*** Block opens ***
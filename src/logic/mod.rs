//! Logic Module - Analysis Engines
//!
//! The streaming analysis core:
//! - Normalizer → {Quality, Threat, Anomaly} → Incident Synthesizer
//!
//! ## Architecture
//!
//! ### Threat Classification (`threat/`)
//! - `types.rs` - Core types (ThreatKind, Severity, ThreatVerdict)
//! - `rules.rs` - Pre-filter signatures and constants
//! - `classifier.rs` - Pre-filter + AI merge logic
//!
//! ### Anomaly Detection (`anomaly/`)
//! - `types.rs` - Metric kinds, triggers, Anomaly
//! - `window.rs` - Rolling window with incremental statistics
//! - `mod.rs` - Detector with absolute + statistical triggers
//!
//! ### Incident Synthesis (`incident/`)
//! - `types.rs` - Incident, status machine
//! - `synthesizer.rs` - Pure synthesis policy
//! - `manager.rs` - Registry, transitions, push streams

pub mod record;
pub mod normalize;
pub mod ai;
pub mod quality;
pub mod threat;
pub mod anomaly;
pub mod incident;
pub mod emitter;
pub mod store;
pub mod pipeline;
*** Block closes ***
- [Task brief]:
Quote exactly and only the lines from the one holding "pub mod threat;" through the end of the data.

- [Task answer]:
pub mod threat;
pub mod anomaly;
pub mod incident;
pub mod emitter;
pub mod store;
pub mod pipeline;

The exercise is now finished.